'Always overworked and overwhelmed': A day in the life of a doctor

Dr Akhil Singh, like all doctors in India today, is putting his safety on the line to treat Covid-19 patients

Published: May 4, 2021 01:45:55 PM IST
Updated: May 4, 2021 02:42:30 PM IST

Dr Akhil Singh, Assistant Professor, Anaesthesiology, Pain Medicine and Critical Care, All India Institute of Medical Sciences, New Delhi, India

When Dr Akhil Kant Singh goes home every day after serving in the trauma centre at All India Institute of Medical Sciences, Delhi—which is now a dedicated centre for severely ill Covid-19 patients—he fears taking the virulent virus home with him. But, like all frontline workers fighting the pandemic in India right now, that’s the risk he has to take. For the patients, these doctors, nurses, and other hospital staff are their only hope for survival. “We’re always scared for our families, but the risk is part of the job,” says Singh, a 38-year-old anaesthesiologist who lives with his wife and eight-year-old son.

The second wave of Covid-19 in India has turned into a humanitarian crisis, putting immense pressure on its health care infrastructure. Several hospitals across the country are stretched to capacities, while handling the surge in cases. India has about 12.5 lakh doctors for a population of 1.35 billion. As the daily number of infections hover between 3.5 lakh and 4 lakh, health care workers are having to treat Covid-19 patients with exceptionally limited resources.

“The nurses and resident doctors wear the PPE kits for close to 7 hours at a stretch. All the horror stories you hear in the news about not being able to perform bodily functions are all a common occurrence in any hospital today. But they never complain. Their contribution has been pivotal. No words can commend them enough for what they’re doing,” says Singh.

The situation at AIIMS, like in several hospitals across the country, is distressing. “The number of patients coming in every day to get admitted far exceeds the available number of beds. The entire staff is always overworked and overwhelmed,” says Singh, adding that because of the limitations, they have to choose the patients they can admit to the hospital.

The trauma centre at AIIMS earlier provided treatment to victims of road accidents, but since April it has been converted to a dedicated facility for severely ill Covid-19 patients. The centre has around 300 beds—of which 60 are ICU beds—and around 70 ventilators. “The centre is at capacity. Beds are always occupied. The patients affected by this second wave are sicker than before; there are more complications this time. Covid ARDS [acute respiratory distress syndrome], sepsis, and renal failure are some of the issues we face with the sickest of patients,” says Singh.

The trauma centre alone witnesses three to four deaths every day. “It becomes particularly hard to explain to the family and relatives that they can’t meet the patients, even for the ones with deteriorating health. Under normal circumstances, one attendant is allowed to visit the patients, but with Covid-19 being such an infectious disease, many families have had to say goodbye to the patients via video calls. Some families have a hard time accepting the fact, but we have no answers or solution for this. The human touch is always missed,” says Singh.

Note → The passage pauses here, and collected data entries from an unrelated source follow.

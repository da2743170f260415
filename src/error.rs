//! Error taxonomy for the search & advisory engine.

use thiserror::Error;

use crate::rate_limit::DeniedReason;

#[derive(Error, Debug, Clone, PartialEq, Eq)]
pub enum EngineError {
    /// Caller error (missing query/topic); not worth retrying.
    #[error("Invalid request: {0}")]
    InvalidRequest(String),

    /// Local limiter said no; caller should back off.
    #[error("{}", .reason.message())]
    RateLimited { reason: DeniedReason },

    /// The remote generation backend reported quota / rate-limit exhaustion.
    #[error("API quota exceeded. Please try again later.")]
    UpstreamQuotaExceeded,

    #[error("Generation backend failed: {0}")]
    UpstreamFailure(String),

    /// No generation backend was configured at startup.
    #[error("Generation backend is not configured")]
    NotConfigured,
}

impl EngineError {
    /// HTTP status the transport layer should answer with.
    pub const fn status_code(&self) -> u16 {
        match self {
            Self::InvalidRequest(_) => 400,
            Self::RateLimited { .. } | Self::UpstreamQuotaExceeded => 429,
            Self::UpstreamFailure(_) => 502,
            Self::NotConfigured => 503,
        }
    }

    /// Short machine-readable kind, used for metric labels.
    pub const fn kind(&self) -> &'static str {
        match self {
            Self::InvalidRequest(_) => "invalid_request",
            Self::RateLimited { .. } => "rate_limited",
            Self::UpstreamQuotaExceeded => "upstream_quota",
            Self::UpstreamFailure(_) => "upstream_failure",
            Self::NotConfigured => "not_configured",
        }
    }
}

pub type EngineResult<T> = Result<T, EngineError>;
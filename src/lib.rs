// src/lib.rs
// Public library surface for the binary, the report tool and integration tests.

pub mod api;
pub mod config;
pub mod error;
pub mod generate;
pub mod grounding;
pub mod ingest;
pub mod metrics;
pub mod publication;
pub mod rate_limit;
pub mod search;
pub mod service;
pub mod topics;

// ---- Re-exports for stable public API ----
pub use crate::api::{router, AppState};
pub use crate::error::{EngineError, EngineResult};
pub use crate::publication::{Publication, TopicCount};
pub use crate::rate_limit::{DeniedReason, RateLimiter, RateLimits};
pub use crate::search::SearchIndex;
pub use crate::service::{AdvisoryAnswer, AdvisoryService};
pub use crate::topics::TopicCategorizer;
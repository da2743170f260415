//! Rule-based topic categorizer.
//!
//! Rules are checked in declaration order; the first rule with any keyword
//! occurring in the lowercased title wins. No match yields [`OTHER_TOPIC`].

use serde::Deserialize;

use crate::publication::TopicCount;

pub const OTHER_TOPIC: &str = "Other";

#[derive(Debug, Clone, PartialEq, Eq, Deserialize)]
pub struct TopicRule {
    pub name: String,
    pub keywords: Vec<String>,
}

impl TopicRule {
    pub fn new(name: &str, keywords: &[&str]) -> Self {
        Self {
            name: name.to_string(),
            keywords: keywords.iter().map(|k| k.to_string()).collect(),
        }
    }

    fn matches(&self, title_lower: &str) -> bool {
        self.keywords.iter().any(|k| title_lower.contains(k.as_str()))
    }
}

/// Built-in seven-topic rule set, in priority order.
pub fn default_rules() -> Vec<TopicRule> {
    vec![
        TopicRule::new(
            "Human Health",
            &["bone", "muscle", "cardiovascular", "immune", "health", "skeletal", "cardiac", "blood"],
        ),
        TopicRule::new(
            "Plants",
            &["plant", "arabidopsis", "growth", "photosynthesis", "seed", "root", "leaf"],
        ),
        TopicRule::new(
            "Radiation",
            &["radiation", "dna damage", "cosmic rays", "ionizing", "radioprotection"],
        ),
        TopicRule::new(
            "Microgravity",
            &["microgravity", "weightlessness", "gravity", "spaceflight", "simulated microgravity"],
        ),
        TopicRule::new(
            "Cell Biology",
            &["cell", "cellular", "protein", "gene", "expression", "signaling"],
        ),
        TopicRule::new(
            "Development",
            &["development", "embryo", "differentiation", "morphology"],
        ),
        TopicRule::new(
            "Metabolism",
            &["metabolism", "metabolic", "nutrient", "oxidative"],
        ),
    ]
}

#[derive(Debug, Clone)]
pub struct TopicCategorizer {
    rules: Vec<TopicRule>,
}

impl TopicCategorizer {
    /// Keywords are lowercased and trimmed; blank ones are dropped.
    pub fn new(rules: Vec<TopicRule>) -> Self {
        let rules = rules
            .into_iter()
            .map(|r| TopicRule {
                name: r.name.trim().to_string(),
                keywords: r
                    .keywords
                    .iter()
                    .map(|k| k.trim().to_lowercase())
                    .filter(|k| !k.is_empty())
                    .collect(),
            })
            .collect();
        Self { rules }
    }

    pub fn rules(&self) -> &[TopicRule] {
        &self.rules
    }

    pub fn categorize(&self, title: &str) -> &str {
        let lower = title.to_lowercase();
        self.rules
            .iter()
            .find(|r| r.matches(&lower))
            .map(|r| r.name.as_str())
            .unwrap_or(OTHER_TOPIC)
    }

    /// Categorize a batch; returns topics parallel to `titles` plus the counts.
    pub fn categorize_all<S: AsRef<str>>(&self, titles: &[S]) -> (Vec<String>, Vec<TopicCount>) {
        let topics: Vec<String> = titles
            .iter()
            .map(|t| self.categorize(t.as_ref()).to_string())
            .collect();
        let counts = self.topic_counts(&topics);
        (topics, counts)
    }

    /// Counts sorted descending; ties keep rule order, with "Other" last.
    pub fn topic_counts<S: AsRef<str>>(&self, topics: &[S]) -> Vec<TopicCount> {
        let mut counts: Vec<TopicCount> = self
            .rules
            .iter()
            .map(|r| r.name.as_str())
            .chain(std::iter::once(OTHER_TOPIC))
            .map(|name| TopicCount::new(name, 0))
            .collect();

        for t in topics {
            if let Some(c) = counts.iter_mut().find(|c| c.name == t.as_ref()) {
                c.count += 1;
            }
        }

        counts.retain(|c| c.count > 0);
        // sort_by is stable, so equal counts keep declaration order.
        counts.sort_by(|a, b| b.count.cmp(&a.count));
        counts
    }
}

impl Default for TopicCategorizer {
    fn default() -> Self {
        Self::new(default_rules())
    }
}

#[cfg(test)]
mod tests {
    use super::*;

    #[test]
    fn empty_title_is_other() {
        let c = TopicCategorizer::default();
        assert_eq!(c.categorize(""), OTHER_TOPIC);
    }

    #[test]
    fn bone_is_human_health() {
        let c = TopicCategorizer::default();
        assert_eq!(c.categorize("Bone density study"), "Human Health");
    }

    #[test]
    fn earlier_rule_wins_on_overlap() {
        let c = TopicCategorizer::default();
        // "plant" (Plants) and "microgravity" (Microgravity) both match.
        assert_eq!(c.categorize("Plant roots in microgravity"), "Plants");
        // "cell" (Cell Biology) vs "muscle" (Human Health).
        assert_eq!(c.categorize("Muscle cell atrophy"), "Human Health");
    }

    #[test]
    fn matching_is_case_insensitive_and_substring_based() {
        let c = TopicCategorizer::default();
        assert_eq!(c.categorize("SPACEFLIGHT-induced changes"), "Microgravity");
        assert_eq!(c.categorize("Osteoblast bioenergetics"), OTHER_TOPIC);
    }

    #[test]
    fn configured_keywords_are_normalized() {
        let c = TopicCategorizer::new(vec![TopicRule {
            name: " Rodents ".into(),
            keywords: vec!["  MICE ".into(), "".into()],
        }]);
        assert_eq!(c.rules()[0].keywords, vec!["mice".to_string()]);
        assert_eq!(c.categorize("Mice aboard the ISS"), "Rodents");
        assert_eq!(c.categorize("anything"), OTHER_TOPIC);
    }

    #[test]
    fn counts_sorted_with_rule_order_tie_break() {
        let c = TopicCategorizer::default();
        let titles = [
            "Radiation exposure",
            "Plant growth",
            "Unrelated",
            "Bone loss",
            "Cosmic rays and DNA damage",
        ];
        let (topics, counts) = c.categorize_all(&titles);
        assert_eq!(topics.len(), titles.len());
        assert_eq!(
            counts,
            vec![
                TopicCount::new("Radiation", 2),
                TopicCount::new("Human Health", 1),
                TopicCount::new("Plants", 1),
                TopicCount::new(OTHER_TOPIC, 1),
            ]
        );
        assert_eq!(counts.iter().map(|c| c.count).sum::<usize>(), titles.len());
    }
}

He has been treating Covid-19 patients since the pandemic first started emerging in India. “There is always an uncertainty with this disease, especially with this wave now. The patients and families are concerned, and have more questions,” says Singh, who is never off-duty. “I do leave the vicinity, but our work doesn’t end. My phone keeps ringing all night.”

According to the World Health Organization, India now accounts for 1 in 3 Covid-19 cases being recorded globally, with mathematical models suggesting that we’re yet to witness the peak of the B.1.617 variant in India. Singh says that the vaccine is our best bet. “I’ve seen that the number of people who completed their vaccinations and then got affected is extremely low; vaccines are turning out to be effective. I’d urge everyone to get vaccinated as soon as they can.”

In the few months before the second wave rattled the country, people had started flouting Covid restrictions, which, Singh says, has led to where we are today. “We let out guards down too early, and now we’re seeing the consequences. These waves will keep happening if we do not take precautions. Even when the second wave subsides, we have to continue to maintain social distance and wear masks and have to follow all the precautions advised if we want to end this pandemic anytime soon,” he says.